Pin One Saturday afternoon, my neighbor brought over a bottle of chilled Pinot Grigio, and we sat on the porch with this salad between us, talking for hours. The way the flavors mingled with the crisp wine, the way the basil perfumed the air, it wasn't just lunch, it was one of those moments that remind you why cooking for people matters. Food like this doesn't need to be complicated to bring people together.
Making It Your Own
I've made this salad dozens of times, and I'm always tweaking it based on what I have or who I'm feeding. Sometimes I'll toss in sliced avocado for creaminess, or scatter toasted pine nuts on top for a little crunch. If I'm serving it as a side, I'll skip the chicken and double the mozzarella. It's endlessly adaptable, and that's part of why it never gets boring.
Serving Suggestions
This salad is substantial enough to be a full meal on its own, but it also pairs beautifully with crusty bread or a light soup. I've served it at summer barbecues, weeknight dinners, and even as part of a larger spread for guests. It looks impressive on a big platter, but it's just as lovely plated individually if you're going for a more formal presentation.
Storage and Leftovers
If you have leftovers, store the components separately so nothing gets soggy. The grilled chicken keeps well in the fridge for up to three days and tastes great cold or gently reheated. I've even tucked the leftovers into a wrap or sandwich the next day, and it's just as delicious in a completely different form.
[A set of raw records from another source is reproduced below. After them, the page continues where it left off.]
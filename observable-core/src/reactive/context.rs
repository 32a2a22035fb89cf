//! Tracking Context
//!
//! The tracking context holds the observer whose callback is currently
//! running. Reads through a reactive wrapper register that observer as a
//! dependent of the key they touch.
//!
//! # Implementation
//!
//! Unlike a stack of contexts, there is a single slot. An observer invoked
//! while another one is active does not take the slot: its reads are
//! attributed to the outer observer, which stays the single source of
//! truth for everything read during its run.
//!
//! The slot is only ever changed through [`TrackingGuard`], which restores
//! the previous occupant when dropped, so the slot is reset even when the
//! callback panics.

use std::cell::Cell;

use super::ObserverId;

/// The active-observer slot of one runtime.
#[derive(Debug, Default)]
pub(crate) struct TrackingContext {
    active: Cell<Option<ObserverId>>,
}

impl TrackingContext {
    /// Occupy the slot with `observer`.
    ///
    /// Returns `None` when another observer already holds the slot; the
    /// caller is then running nested and must leave attribution alone.
    pub fn enter(&self, observer: ObserverId) -> Option<TrackingGuard<'_>> {
        if self.active.get().is_some() {
            return None;
        }
        self.active.set(Some(observer));
        Some(TrackingGuard {
            slot: &self.active,
            previous: None,
            expected: Some(observer),
        })
    }

    /// Empty the slot until the guard drops. Reads made meanwhile are not
    /// attributed to anyone.
    pub fn suspend(&self) -> TrackingGuard<'_> {
        let previous = self.active.replace(None);
        TrackingGuard {
            slot: &self.active,
            previous,
            expected: None,
        }
    }

    /// The observer currently being tracked, if any.
    pub fn current(&self) -> Option<ObserverId> {
        self.active.get()
    }

    pub fn is_active(&self) -> bool {
        self.active.get().is_some()
    }
}

/// Guard that restores the slot when dropped.
pub(crate) struct TrackingGuard<'a> {
    slot: &'a Cell<Option<ObserverId>>,
    previous: Option<ObserverId>,
    expected: Option<ObserverId>,
}

impl Drop for TrackingGuard<'_> {
    fn drop(&mut self) {
        let current = self.slot.replace(self.previous);

        // Catch guards released out of order.
        debug_assert_eq!(
            current, self.expected,
            "tracking slot mismatch: expected {:?}, found {:?}",
            self.expected, current
        );
    }
}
- Keep the dressing in a jar so you can shake it up and drizzle fresh each time.
- Store the basil stems down in a glass of water to keep it perky for another day or two.
- If you're prepping ahead, grill the chicken in the morning and let it come to room temperature before serving.
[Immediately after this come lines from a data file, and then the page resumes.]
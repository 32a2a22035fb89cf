//! Reactive Engine
//!
//! This module implements fine-grained dependency tracking over observable
//! state: cells, the wrappers that intercept access to the containers they
//! hold, and the observers re-run when something they read changes.
//!
//! # Concepts
//!
//! ## Cells
//!
//! A [`Cell`] holds one [`Value`](crate::value::Value). Reading it, or any
//! container reachable from it, through the returned [`Reactive`] wrappers
//! records a dependency of the running observer on exactly the keys read.
//!
//! ## Observers
//!
//! An observer is a callback registered with [`Runtime::observe`]. It runs
//! once immediately, and again after any change to something it read.
//! Derived cells are cells kept up to date by an internal observer.
//!
//! ## Batching
//!
//! Writes never run observers synchronously. They queue the affected
//! observers and arm a deferred flush; each flush re-runs every queued
//! observer once against the final state, then hands each cell's ordered
//! mutation log to that cell's hook.
//!
//! # Implementation Notes
//!
//! Everything lives on one thread behind `Rc`/`RefCell`. The registry maps
//! `(container, key)` to observers; it is rebuilt per observer on every
//! run, so a branch not taken stops producing notifications.

mod cache;
mod cell;
mod context;
mod executor;
mod log;
mod observer;
mod registry;
mod runtime;
mod scheduler;
mod wrapper;

pub use cell::{Cell, WeakCell};
pub use executor::{ArmedFlush, FlushExecutor, FlushTask, ManualExecutor, TokioExecutor};
pub use log::{FlushReport, MutationBatch, MutationEvent, MutationKind};
pub use observer::{ObserverHandle, ObserverId};
pub use runtime::{Runtime, WeakRuntime};
pub use wrapper::{Observed, Reactive};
Pin There's a quiet joy in making something this simple and watching it disappear from the plate. I hope this becomes one of those recipes you return to again and again, the kind that feels like home no matter the season.
Recipe FAQ
- → How do I ensure the chicken is cooked through?
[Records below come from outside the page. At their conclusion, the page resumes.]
//! Benchmarks for write batching and tracked reads.
//!
//! Run with: cargo bench -p observable-core --bench batching

use std::hint::black_box;

use criterion::{criterion_group, criterion_main, BenchmarkId, Criterion, Throughput};
use observable_core::{Runtime, Value};

// =============================================================================
// Writes collapsed into one flush
// =============================================================================

fn bench_batched_writes(c: &mut Criterion) {
    let mut group = c.benchmark_group("batching/writes");

    for observers in [1usize, 16, 128] {
        let rt = Runtime::new();
        let cell = rt.observable(0).unwrap();
        for _ in 0..observers {
            let source = cell.clone();
            rt.observe(move || {
                black_box(source.get());
            });
        }

        group.throughput(Throughput::Elements(observers as u64));
        group.bench_with_input(
            BenchmarkId::new("ten_writes_one_flush", observers),
            &(),
            |b, _| {
                b.iter(|| {
                    for _ in 0..10 {
                        cell.update(|n| n.as_i64().unwrap_or(0) + 1);
                    }
                    black_box(rt.flush().unwrap())
                })
            },
        );
    }

    group.finish();
}

// =============================================================================
// Tracked traversal of nested state
// =============================================================================

fn bench_tracked_traversal(c: &mut Criterion) {
    let mut group = c.benchmark_group("batching/traversal");

    for len in [16usize, 256] {
        let rt = Runtime::new();
        let rows = (0..len as i64).map(|i| Value::record([("id", i)]));
        let cell = rt.observable(Value::sequence(rows)).unwrap();

        group.throughput(Throughput::Elements(len as u64));
        group.bench_with_input(BenchmarkId::new("sum_ids", len), &(), |b, _| {
            b.iter(|| {
                let source = cell.clone();
                let handle = rt.observe(move || {
                    let rows = source.get();
                    let total: i64 = rows
                        .reactive()
                        .and_then(|seq| seq.values())
                        .unwrap_or_default()
                        .iter()
                        .filter_map(|row| row.get("id").ok()?.as_i64())
                        .sum();
                    black_box(total);
                });
                handle.dispose();
            })
        });
    }

    group.finish();
}

criterion_group!(benches, bench_batched_writes, bench_tracked_traversal);
criterion_main!(benches);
Grill the chicken for 6–7 minutes per side over medium-high heat until the internal temperature reaches 165°F (74°C) and juices run clear. Let it rest for 5 minutes before slicing to retain moisture.
- → Can I make this salad ahead of time?
Prepare the grilled chicken and chop vegetables in advance, storing them separately. Assemble and dress the salad just before serving to keep the greens fresh and crisp.
- → What type of mozzarella works best?
Fresh mozzarella delivers the best flavor and texture. Buffalo mozzarella offers a richer, creamier taste if you prefer a more indulgent option. Avoid pre-shredded varieties for this application.
- → How can I make this vegetarian?
Simply omit the chicken and increase the mozzarella or add sliced avocado, toasted pine nuts, or chickpeas for protein and satisfying texture.
- → What wine pairs well with this dish?
Crisp, light whites work beautifully. Try a Sauvignon Blanc or Pinot Grigio to complement the fresh basil and tangy balsamic flavors without overpowering the delicate ingredients.